Lines holding the word "routes" are the ones to copy from the data below.

Extracted data entries:

..............................

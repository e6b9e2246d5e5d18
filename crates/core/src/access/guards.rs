//! Route guards
//!
//! Guards never fail; every outcome is a render, redirect or forbidden
//! decision for the caller to act on.

use super::paths;
use super::policies::AccessPolicy;
use crate::types::{Role, Session};
use serde::{Deserialize, Serialize};

/// A requested location
#[derive(Debug, Clone, Default, PartialEq, Eq, Serialize, Deserialize)]
pub struct Location {
    pub pathname: String,
    #[serde(default)]
    pub search: String,
}

impl Location {
    pub fn new(pathname: impl Into<String>) -> Self {
        Self {
            pathname: pathname.into(),
            search: String::new(),
        }
    }

    #[must_use]
    pub fn with_search(mut self, search: impl Into<String>) -> Self {
        self.search = search.into();
        self
    }

    /// Path plus query string
    pub fn href(&self) -> String {
        if self.search.is_empty() {
            self.pathname.clone()
        } else if self.search.starts_with('?') {
            format!("{}{}", self.pathname, self.search)
        } else {
            format!("{}?{}", self.pathname, self.search)
        }
    }
}

/// State carried along with a redirect
#[derive(Debug, Clone, Default, PartialEq, Eq, Serialize, Deserialize)]
pub struct NavigationState {
    /// Location the user originally asked for
    pub from: Option<Location>,
}

impl NavigationState {
    pub const fn from_location(location: Location) -> Self {
        Self {
            from: Some(location),
        }
    }
}

#[derive(Debug, Clone, PartialEq, Eq, Serialize, Deserialize)]
pub struct Redirect {
    pub to: String,
    pub state: Option<NavigationState>,
    /// Replace the current history entry instead of pushing
    pub replace: bool,
}

impl Redirect {
    pub fn replace(to: impl Into<String>) -> Self {
        Self {
            to: to.into(),
            state: None,
            replace: true,
        }
    }

    #[must_use]
    pub fn with_state(mut self, state: NavigationState) -> Self {
        self.state = Some(state);
        self
    }
}

#[derive(Debug, Clone, PartialEq, Eq, Serialize, Deserialize)]
pub enum GuardDecision {
    Render,
    Redirect(Redirect),
    Forbidden,
}

/// Guard for signed-in routes: guests go to the login page and the requested
/// location is remembered for after login.
pub fn require_authenticated(session: &Session, location: &Location) -> GuardDecision {
    if session.is_authenticated() {
        GuardDecision::Render
    } else {
        GuardDecision::Redirect(
            Redirect::replace(paths::LOGIN)
                .with_state(NavigationState::from_location(location.clone())),
        )
    }
}

/// Guard for guest-only routes such as the login page.
///
/// A signed-in user goes back to the location they originally asked for when
/// their role can reach it, otherwise to the role's landing path.
pub fn require_guest(
    session: &Session,
    policy: &AccessPolicy,
    state: Option<&NavigationState>,
) -> GuardDecision {
    if !session.is_authenticated() {
        return GuardDecision::Render;
    }

    let target = state
        .and_then(|state| state.from.as_ref())
        .filter(|from| policy.can_access_path(session.role, &from.pathname))
        .map_or_else(
            || policy.root_path(session.role).to_string(),
            Location::href,
        );

    GuardDecision::Redirect(Redirect::replace(target))
}

/// Role gate for a subtree
pub fn require_role(session: &Session, allowed: &[Role]) -> GuardDecision {
    match session.role {
        Some(role) if allowed.contains(&role) => GuardDecision::Render,
        _ => GuardDecision::Forbidden,
    }
}

#[cfg(test)]
mod tests {
    use super::*;

    fn user_session() -> Session {
        Session::authenticated("token", Role::User, None)
    }

    #[test]
    fn guest_is_sent_to_login_with_origin() {
        let location = Location::new("/post/submit").with_search("ref=nav");
        let decision = require_authenticated(&Session::default(), &location);

        assert_eq!(
            decision,
            GuardDecision::Redirect(Redirect {
                to: paths::LOGIN.to_string(),
                state: Some(NavigationState {
                    from: Some(location),
                }),
                replace: true,
            })
        );
    }

    #[test]
    fn authenticated_renders() {
        let decision = require_authenticated(&user_session(), &Location::new("/post"));
        assert_eq!(decision, GuardDecision::Render);
    }

    #[test]
    fn guest_route_renders_for_guest() {
        let decision = require_guest(&Session::default(), AccessPolicy::global(), None);
        assert_eq!(decision, GuardDecision::Render);
    }

    #[test]
    fn signed_in_user_leaves_login_for_landing_path() {
        let decision = require_guest(&user_session(), AccessPolicy::global(), None);
        assert_eq!(
            decision,
            GuardDecision::Redirect(Redirect::replace(paths::POST_ROOT))
        );
    }

    #[test]
    fn signed_in_user_returns_to_accessible_origin() {
        let state = NavigationState::from_location(
            Location::new("/user/settings").with_search("?tab=profile"),
        );
        let decision = require_guest(&user_session(), AccessPolicy::global(), Some(&state));
        assert_eq!(
            decision,
            GuardDecision::Redirect(Redirect::replace("/user/settings?tab=profile"))
        );
    }

    #[test]
    fn inaccessible_origin_is_ignored() {
        let state = NavigationState::from_location(Location::new("/admin"));
        let decision = require_guest(&user_session(), AccessPolicy::global(), Some(&state));
        assert_eq!(
            decision,
            GuardDecision::Redirect(Redirect::replace(paths::POST_ROOT))
        );
    }

    #[test]
    fn role_gate() {
        let admin = Session::authenticated("t", Role::Admin, None);
        let no_role = Session {
            access_token: Some("t".to_string()),
            role: None,
            user: None,
        };

        assert_eq!(require_role(&admin, &[Role::Admin]), GuardDecision::Render);
        assert_eq!(
            require_role(&user_session(), &[Role::Admin]),
            GuardDecision::Forbidden
        );
        assert_eq!(require_role(&no_role, &Role::ALL), GuardDecision::Forbidden);
        assert_eq!(
            require_role(&Session::default(), &[Role::User]),
            GuardDecision::Forbidden
        );
    }
}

..............................

EXERCISE OUTPUT:
/// Guard for signed-in routes: guests go to the login page and the requested
/// Guard for guest-only routes such as the login page.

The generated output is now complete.